マッサージで改善しない理由は背骨
にあった!根本原因を見直そう。
坐骨神経は、腰から足先まで伸びる人体で最も太く長い神経の束です。この神経が圧迫されると、電気が走るような鋭い痛みやピリピリとしたしびれ、麻痺などの症状が現れます。痛みが生じる部位は人によって異なり、腰やおしり、太もも、ふくらはぎ、ひざ裏、すね、足先などさまざまです。症状が悪化すると、歩行困難や座位の維持が難しくなったり、排泄障害を引き起こすこともあります。坐骨神経痛とは特定の病名ではなく、これらの症状をまとめた総称です。主な原因となる疾患を以下に紹介します。
1. 腰椎椎間板ヘルニア
あらゆる年代で発症しやすい疾患の一つです。椎間板は背骨の骨と骨の間にあるクッションのような役割を果たしていますが、加齢や過度な負担によって傷つき、中のゼリー状の組織が飛び出して神経を圧迫します。
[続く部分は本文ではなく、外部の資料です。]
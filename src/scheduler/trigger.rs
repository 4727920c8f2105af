//! Schedule expressions and next-fire computation.
//!
//! Accepted forms:
//!
//! | Form                         | Example                     |
//! |------------------------------|-----------------------------|
//! | Five-field cron              | `0 2 * * *`, `*/15 * * * 1-5` |
//! | Descriptor                   | `@hourly`, `@daily`, `weekly` |
//! | Fixed interval               | `@every 90s`, `every 1 hour`  |
//!
//! Cron expressions are evaluated in UTC by the `cron` crate. That crate uses
//! a seconds-first dialect with Sunday = 1, so five-field expressions are
//! rewritten before parsing: the day-of-week field (0-7, both 0 and 7 are
//! Sunday, names allowed) is expanded to an explicit list of day names.
//!
//! When both day-of-month and day-of-week are restricted, a day matches if
//! either field matches. The `cron` crate requires both, so such expressions
//! are split into two schedules and the earlier fire wins.

use std::str::FromStr;

use chrono::{DateTime, Duration, Utc};
use cron::Schedule as CronSchedule;

use crate::error::{Result, SchedulerError};

const DAY_NAMES: [&str; 7] = ["Sun", "Mon", "Tue", "Wed", "Thu", "Fri", "Sat"];

/// A parsed schedule. Holds no mutable state.
#[derive(Debug, Clone)]
pub enum Trigger {
    /// One schedule, or two when day-of-month and day-of-week are both
    /// restricted.
    Cron(Vec<CronSchedule>),
    Every(Duration),
}

impl Trigger {
    /// Parse a schedule expression, failing fast on anything unrecognised.
    pub fn parse(expr: &str) -> Result<Self> {
        let trimmed = expr.trim();
        if trimmed.is_empty() {
            return Err(SchedulerError::invalid_schedule(expr, "empty expression"));
        }

        let lower = trimmed.to_ascii_lowercase();
        if let Some(rest) = lower.strip_prefix("@every") {
            return Self::every(expr, rest);
        }
        if let Some(rest) = lower.strip_prefix("every ") {
            return Self::every(expr, rest);
        }

        let cron_expr = match lower.as_str() {
            "@yearly" | "@annually" => "0 0 1 1 *",
            "@monthly" => "0 0 1 * *",
            "@weekly" | "weekly" => "0 0 * * 0",
            "@daily" | "@midnight" | "daily" => "0 0 * * *",
            "@hourly" | "hourly" => "0 * * * *",
            _ if trimmed.starts_with('@') => {
                return Err(SchedulerError::invalid_schedule(expr, "unknown descriptor"))
            }
            _ => trimmed,
        };

        let schedules = to_cron_dialect(expr, cron_expr)?
            .iter()
            .map(|normalized| {
                CronSchedule::from_str(normalized)
                    .map_err(|e| SchedulerError::invalid_schedule(expr, e.to_string()))
            })
            .collect::<Result<Vec<_>>>()?;
        Ok(Trigger::Cron(schedules))
    }

    fn every(expr: &str, rest: &str) -> Result<Self> {
        let interval = parse_interval(rest.trim())
            .ok_or_else(|| SchedulerError::invalid_schedule(expr, "unparsable interval"))?;
        if interval <= Duration::zero() {
            return Err(SchedulerError::invalid_schedule(expr, "interval must be positive"));
        }
        Ok(Trigger::Every(interval))
    }

    /// Next fire strictly after `from`, or `None` if the schedule never fires again.
    pub fn next_after(&self, from: DateTime<Utc>) -> Option<DateTime<Utc>> {
        match self {
            Trigger::Cron(schedules) => schedules
                .iter()
                .filter_map(|s| s.after(&from).next())
                .min(),
            Trigger::Every(interval) => from.checked_add_signed(*interval),
        }
    }

    /// The next `count` fire times after `from`.
    pub fn upcoming(&self, from: DateTime<Utc>, count: usize) -> Vec<DateTime<Utc>> {
        let mut out = Vec::with_capacity(count);
        let mut cursor = from;
        while out.len() < count {
            match self.next_after(cursor) {
                Some(next) => {
                    out.push(next);
                    cursor = next;
                }
                None => break,
            }
        }
        out
    }
}

/// Rewrite `min hour dom month dow` into one or two seconds-first expressions.
fn to_cron_dialect(original: &str, expr: &str) -> Result<Vec<String>> {
    let fields: Vec<&str> = expr.split_whitespace().collect();
    if fields.len() != 5 {
        return Err(SchedulerError::invalid_schedule(
            original,
            format!("expected 5 fields, found {}", fields.len()),
        ));
    }
    let (minute, hour, dom, month) = (fields[0], fields[1], fields[2], fields[3]);
    let dow = day_of_week_list(original, fields[4])?;

    // A field starting with `*` is unrestricted for the either-day rule.
    let dom_restricted = !(dom.starts_with('*') || dom == "?");
    let dow_restricted = !(fields[4].starts_with('*') || fields[4] == "?");

    if dom_restricted && dow_restricted {
        Ok(vec![
            format!("0 {minute} {hour} {dom} {month} *"),
            format!("0 {minute} {hour} * {month} {dow}"),
        ])
    } else {
        Ok(vec![format!("0 {minute} {hour} {dom} {month} {dow}")])
    }
}

/// Expand a day-of-week field into `*` or a list of day names.
fn day_of_week_list(original: &str, field: &str) -> Result<String> {
    let mut days = [false; 7];
    for item in field.split(',') {
        let (base, step) = match item.split_once('/') {
            Some((b, s)) => {
                let step = s.parse::<usize>().ok().filter(|n| *n > 0).ok_or_else(|| {
                    SchedulerError::invalid_schedule(original, format!("bad day-of-week step '{s}'"))
                })?;
                (b, step)
            }
            None => (item, 1),
        };

        let (lo, hi) = if base == "*" || base == "?" {
            (0, 7)
        } else if let Some((lo, hi)) = base.split_once('-') {
            let (lo, hi) = (day_value(original, lo)?, day_value(original, hi)?);
            if lo > hi {
                return Err(SchedulerError::invalid_schedule(
                    original,
                    format!("day-of-week range '{base}' is reversed"),
                ));
            }
            (lo, hi)
        } else {
            let day = day_value(original, base)?;
            // `N/step` runs from N to the end of the week.
            if item.contains('/') {
                (day, 7)
            } else {
                (day, day)
            }
        };

        for day in (lo..=hi).step_by(step) {
            days[day % 7] = true;
        }
    }

    if days.iter().all(|d| *d) {
        return Ok("*".to_string());
    }
    let names: Vec<&str> = days
        .iter()
        .zip(DAY_NAMES)
        .filter_map(|(on, name)| on.then_some(name))
        .collect();
    Ok(names.join(","))
}

/// Map a day token to 0..=7 (0 and 7 are Sunday). Accepts numbers and
/// English day names or their three-letter abbreviations.
fn day_value(original: &str, token: &str) -> Result<usize> {
    if token.chars().all(|c| c.is_ascii_digit()) && !token.is_empty() {
        return match token.parse::<usize>() {
            Ok(n @ 0..=7) => Ok(n),
            _ => Err(SchedulerError::invalid_schedule(
                original,
                format!("day-of-week value '{token}' out of range 0-7"),
            )),
        };
    }
    let lower = token.to_ascii_lowercase();
    const FULL: [&str; 7] = [
        "sunday", "monday", "tuesday", "wednesday", "thursday", "friday", "saturday",
    ];
    FULL.iter()
        .position(|full| lower.len() >= 3 && (lower == *full || lower == full[..3]))
        .ok_or_else(|| {
            SchedulerError::invalid_schedule(original, format!("unknown day-of-week '{token}'"))
        })
}

/// Parse `90s`, `15m`, `1h30m`, `2 days`, `1 hour` and similar.
fn parse_interval(s: &str) -> Option<Duration> {
    let mut total = Duration::zero();
    let mut chars = s.chars().peekable();
    let mut matched = false;

    loop {
        while chars.peek().is_some_and(|c| c.is_whitespace()) {
            chars.next();
        }
        if chars.peek().is_none() {
            break;
        }

        let mut digits = String::new();
        while let Some(c) = chars.peek().copied().filter(char::is_ascii_digit) {
            digits.push(c);
            chars.next();
        }
        let amount: i64 = digits.parse().ok()?;

        while chars.peek().is_some_and(|c| c.is_whitespace()) {
            chars.next();
        }
        let mut unit = String::new();
        while let Some(c) = chars.peek().copied().filter(char::is_ascii_alphabetic) {
            unit.push(c);
            chars.next();
        }

        let part = match unit.as_str() {
            "s" | "sec" | "secs" | "second" | "seconds" => Duration::try_seconds(amount)?,
            "m" | "min" | "mins" | "minute" | "minutes" => Duration::try_minutes(amount)?,
            "h" | "hr" | "hrs" | "hour" | "hours" => Duration::try_hours(amount)?,
            "d" | "day" | "days" => Duration::try_days(amount)?,
            "w" | "week" | "weeks" => Duration::try_weeks(amount)?,
            _ => return None,
        };
        total = total.checked_add(&part)?;
        matched = true;
    }

    matched.then_some(total)
}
これにより、腰や足に痛みやしびれが発生します。特に腰部に生じる場合を腰椎椎間板ヘルニアと呼び、放置すると神経麻痺などの重篤な障害を引き起こす可能性があります。
2. 腰部脊柱管狭窄症
中高年に多くみられる疾患で、加齢により背骨の変形が進むことで脊柱管(背骨内の神経が通る管)が狭くなり、神経を圧迫する病気です。これにより、お尻や太ももに痛みやしびれが生じます。特徴的な症状として、間歇性跛行(かんけつせいはこう)があります。これは、歩き続けると足に痛みやしびれが現れるものの、少し休むと再び歩けるようになる症状です。進行すると、足の力が入りにくくなったり、つまずきやすくなったりするほか、排尿障害(尿が出にくい、残尿感がある)を伴うこともあります。
3. 梨状筋症候群
坐骨神経は骨盤を通る際、梨状筋(りじょうきん)という筋肉の下を通過します。この筋肉が硬くなると神経を圧迫し、おしりや太ももの裏側に痛みやしびれが発生します。スポーツをする人に多く、激しい運動や長時間のデスクワーク、運転などで梨状筋に負担がかかると発症しやすくなります。
4. その他の原因となる疾患
坐骨神経痛を引き起こす可能性のある疾患には、以下のようなものがあります。
・腰椎分離症・分離すべり症(腰の骨に負担がかかることによる疲労骨折)
・脊椎炎・脊椎カリエス(細菌感染による炎症)
・坐骨神経の腫瘍
・アルコールや薬物による中毒性疾患
・糖尿病(神経障害)
・帯状疱疹
・下肢の動脈閉塞
・子宮内膜症などの婦人科疾患
・精神的ストレス
これらの疾患が原因で坐骨神経に影響を与えると、痛みやしびれが生じることがあります。症状が続く場合は、専門医の診断を受けることが重要です。